Bovine gonadotrophs express anti-Müllerian hormone (AMH): comparison of AMH mRNA and protein expression levels between old Holsteins and young and old Japanese Black females

Onalenna Kereilwe A and Hiroya Kadokawa https://orcid.org/0000-0002-8454-9601 A B
+ Author Affiliations
- Author Affiliations

A Faculty of Veterinary Medicine, Yamaguchi University, Yamaguchi-shi, Yamaguchi-ken 1677-1, Japan.

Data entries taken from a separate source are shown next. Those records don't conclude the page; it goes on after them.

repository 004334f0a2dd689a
use crate::models::MatchResult;

pub const SHORTLISTED_TITLE: &str = "Candidate Shortlisted";
pub const MISMATCH_TITLE: &str = "Skills Mismatch";

const SHORTLISTED_COPY: &str = "This candidate's skill set matches your requirements. \
     A shortlist notification has been triggered.";
const MISMATCH_COPY: &str = "This candidate does not meet the minimum skill matching threshold";

/// Copy settings for the banner. The shortlist decision itself always comes
/// from the backend; the threshold is only quoted when one is configured.
#[derive(Debug, Clone, Copy, Default, PartialEq, Eq)]
pub struct BannerCopy {
    pub threshold_percent: Option<u8>,
}

/// Prominent job-match summary shown above the results.
#[derive(Debug, Clone, PartialEq, Eq)]
pub struct MatchBanner<'a> {
    pub shortlisted: bool,
    pub title: &'static str,
    pub description: String,
    pub score_label: String,
    pub email_sent: bool,
    pub matching_skills: &'a [String],
    pub missing_skills: &'a [String],
}

impl<'a> MatchBanner<'a> {
    pub fn new(job_match: &'a MatchResult, copy: BannerCopy) -> Self {
        let shortlisted = job_match.is_shortlisted;
        let description = if shortlisted {
            SHORTLISTED_COPY.to_string()
        } else {
            match copy.threshold_percent {
                Some(threshold) => format!("{} ({}%).", MISMATCH_COPY, threshold),
                None => format!("{}.", MISMATCH_COPY),
            }
        };

        Self {
            shortlisted,
            title: if shortlisted {
                SHORTLISTED_TITLE
            } else {
                MISMATCH_TITLE
            },
            description,
            score_label: format!("{}%", job_match.score),
            email_sent: job_match.email_sent,
            matching_skills: &job_match.matching_skills,
            missing_skills: &job_match.missing_skills,
        }
    }

    pub fn state_class(&self) -> &'static str {
        if self.shortlisted {
            "shortlisted"
        } else {
            "mismatch"
        }
    }
}
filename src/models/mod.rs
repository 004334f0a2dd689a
pub mod request;
pub mod response;

pub use request::*;
pub use response::*;
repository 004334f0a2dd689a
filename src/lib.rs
//! TalentScout résumé-analysis UI
//!
//! A server-rendered web front end for a résumé-parsing backend: it collects a
//! PDF plus optional recruiter parameters, forwards them to `POST /api/parse`,
//! and renders the extracted candidate profile and job-match result.

pub mod config;
pub mod error;
pub mod handlers;
pub mod middleware;
pub mod models;
pub mod services;
pub mod session;
pub mod state;
pub mod view;

pub use crate::config::Config;
pub use crate::error::{AnalysisError, AppError, AppResult};
pub use crate::state::AppState;
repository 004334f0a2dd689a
use std::env;
use std::time::Duration;
use tokio::net::TcpListener;
use tracing_subscriber::{layer::SubscriberExt, util::SubscriberInitExt};

use talentscout::{handlers::build_router, AppState, Config};

const DEFAULT_FILTER: &str = "talentscout=debug,tower_http=debug,axum::rejection=trace";
const SESSION_SWEEP_INTERVAL: Duration = Duration::from_secs(60);

#[tokio::main]
async fn main() -> anyhow::Result<()> {
    dotenvy::dotenv().ok();

    init_tracing();

    let config = Config::from_env()?;

    tracing::info!("Starting TalentScout resume analysis UI");
    tracing::info!("Analysis backend: {}", config.backend_url);
    tracing::info!("Max upload size: {}MB", config.max_file_size_mb);

    // PORT takes precedence for platform deployments
    let port = env::var("PORT")
        .ok()
        .and_then(|p| p.parse::<u16>().ok())
        .unwrap_or(config.server_port);
    let addr = format!("{}:{}", config.server_host, port);

    let session_ttl = config.session_ttl();
    let state = AppState::from_config(config);
    state
        .sessions
        .spawn_sweeper(session_ttl, SESSION_SWEEP_INTERVAL.min(session_ttl));
    tracing::info!("Idle sessions expire after {:?}", session_ttl);

    let app = build_router(state);

    tracing::info!("Server listening on {}", addr);

    let listener = TcpListener::bind(&addr).await?;
    axum::serve(listener, app).await?;

    Ok(())
}

fn init_tracing() {
    let filter = tracing_subscriber::EnvFilter::try_from_default_env()
        .unwrap_or_else(|_| DEFAULT_FILTER.into());
    let registry = tracing_subscriber::registry().with(filter);

    if env::var("LOG_FORMAT").map(|f| f == "json").unwrap_or(false) {
        registry
            .with(tracing_subscriber::fmt::layer().json().with_target(false))
            .init();
    } else {
        registry
            .with(tracing_subscriber::fmt::layer().with_target(false))
            .init();
    }
}
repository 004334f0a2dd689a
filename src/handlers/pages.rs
use askama::Template;

use crate::session::SessionState;
use crate::view::{dashboard::NO_SKILLS, BannerCopy, DashboardView};

/// Collection stage: drop zone and file picker, recruiter options and the
/// last error.
#[derive(Template)]
#[template(path = "upload.html")]
pub struct UploadPage<'a> {
    pub loading: bool,
    pub submit_enabled: bool,
    pub error: Option<&'a str>,
    pub required_skills: &'a str,
    pub recruiter_email: &'a str,
    pub pending_file: Option<&'a str>,
}

impl<'a> UploadPage<'a> {
    pub fn from_session(session: &'a SessionState) -> Self {
        Self {
            loading: session.is_loading(),
            submit_enabled: session.submit_enabled(),
            error: session.error(),
            required_skills: session.required_skills(),
            recruiter_email: session.recruiter_email(),
            pending_file: session.selected_file().map(|file| file.name.as_str()),
        }
    }
}

#[derive(Template)]
#[template(path = "dashboard.html")]
pub struct DashboardPage<'a> {
    pub view: DashboardView<'a>,
    pub no_skills: &'static str,
}

impl<'a> DashboardPage<'a> {
    /// `None` until the session holds a result.
    pub fn from_session(session: &'a SessionState, copy: BannerCopy) -> Option<Self> {
        let result = session.result()?;
        Some(Self {
            view: DashboardView::build(result, session.expansion(), copy),
            no_skills: NO_SKILLS,
        })
    }
}

/// Renders whichever stage the session is in.
pub fn render_session(session: &SessionState, copy: BannerCopy) -> askama::Result<String> {
    match DashboardPage::from_session(session, copy) {
        Some(page) => page.render(),
        None => UploadPage::from_session(session).render(),
    }
}
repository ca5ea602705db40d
//! System orchestration, configuration, startup and shutdown.

pub mod cart_system;
pub mod config;
pub mod telemetry;

pub use cart_system::*;
pub use config::*;
pub use telemetry::*;
use tokio::sync::mpsc;
use tracing::{debug, info, instrument};

use super::CartManager;
use crate::clients::CartClient;
use crate::domain::{ProductId, UpdateAmount};
use crate::error::CartError;
use crate::messages::{CartRequest, ServiceResponse};
use crate::store::SnapshotStore;

/// Actor that owns a [`CartManager`].
///
/// Messages are handled one at a time and each handler runs to completion,
/// stock and catalog round-trips included, before the next message is read.
/// Two adds for the same product therefore always see each other's result.
pub struct CartService<S: SnapshotStore> {
    receiver: mpsc::Receiver<CartRequest>,
    manager: CartManager<S>,
}

impl<S: SnapshotStore> CartService<S> {
    pub fn new(buffer_size: usize, manager: CartManager<S>) -> (Self, CartClient) {
        let (sender, receiver) = mpsc::channel(buffer_size);
        let service = Self { receiver, manager };
        (service, CartClient::new(sender))
    }

    #[instrument(name = "cart_service", skip(self))]
    pub async fn run(mut self) {
        info!(cart_size = self.manager.cart_size(), "CartService starting");

        while let Some(msg) = self.receiver.recv().await {
            match msg {
                CartRequest::AddProduct { product_id, respond_to } => {
                    self.handle_add_product(product_id, respond_to).await;
                }
                CartRequest::RemoveProduct { product_id, respond_to } => {
                    self.handle_remove_product(product_id, respond_to);
                }
                CartRequest::UpdateProductAmount { update, respond_to } => {
                    self.handle_update_product_amount(update, respond_to).await;
                }
                CartRequest::GetCart { respond_to } => {
                    let _ = respond_to.send(Ok(self.manager.cart().clone()));
                }
                CartRequest::CartSize { respond_to } => {
                    let _ = respond_to.send(Ok(self.manager.cart_size()));
                }
                CartRequest::AmountOf { product_id, respond_to } => {
                    let _ = respond_to.send(Ok(self.manager.amount_of(product_id)));
                }
                CartRequest::Shutdown => {
                    info!("CartService shutting down");
                    break;
                }
            }
        }

        info!("CartService stopped");
    }

    #[instrument(skip(self, respond_to))]
    async fn handle_add_product(&mut self, product_id: ProductId, respond_to: ServiceResponse<(), CartError>) {
        debug!("Processing add_product request");
        let result = self.manager.add_product(product_id).await;
        let _ = respond_to.send(result);
    }

    #[instrument(skip(self, respond_to))]
    fn handle_remove_product(&mut self, product_id: ProductId, respond_to: ServiceResponse<(), CartError>) {
        debug!("Processing remove_product request");
        let result = self.manager.remove_product(product_id);
        let _ = respond_to.send(result);
    }

    #[instrument(skip(self, respond_to))]
    async fn handle_update_product_amount(
        &mut self,
        update: UpdateAmount,
        respond_to: ServiceResponse<(), CartError>,
    ) {
        debug!("Processing update_product_amount request");
        let result = self.manager.update_product_amount(update).await;
        let _ = respond_to.send(result);
    }
}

B Corresponding author. Email: hiroya@yamaguchi-u.ac.jp

Reproduction, Fertility and Development 31(4) 810-819 https://doi.org/10.1071/RD18341
Submitted: 23 August 2018  Accepted: 26 November 2018   Published: 17 December 2018

Abstract

Anti-Müllerian hormone (AMH) is secreted from ovaries and stimulates gonadotrophin secretion from bovine gonadotroph cells. Other important hormones for endocrinological gonadotroph regulation (e.g. gonadotrophin-releasing hormone, inhibin and activin) have paracrine and autocrine roles. Therefore, in this study, AMH expression in bovine gonadotroph cells and the relationships between AMH expression in the bovine anterior pituitary (AP) and oestrous stage, age and breed were evaluated. AMH mRNA expression was detected in APs of postpubertal heifers (26 months old) by reverse transcription-polymerase chain reaction. Based on western blotting using an antibody to mature C-terminal AMH, AMH protein expression was detected in APs. Immunofluorescence microscopy utilising the same antibody indicated that AMH is expressed in gonadotrophs. The expression of AMH mRNA and protein in APs did not differ between oestrous phases (P > 0.1). We compared expression levels between old Holsteins (79.2 ± 10.3 months old) and young (25.9 ± 0.6 months old) and old Japanese Black females (89.7 ± 20.3 months old). The APs of old Holsteins exhibited lower AMH mRNA levels (P < 0.05) but higher AMH protein levels than those of young Japanese Black females (P < 0.05). In conclusion, bovine gonadotrophs express AMH and this AMH expression may be breed-dependent.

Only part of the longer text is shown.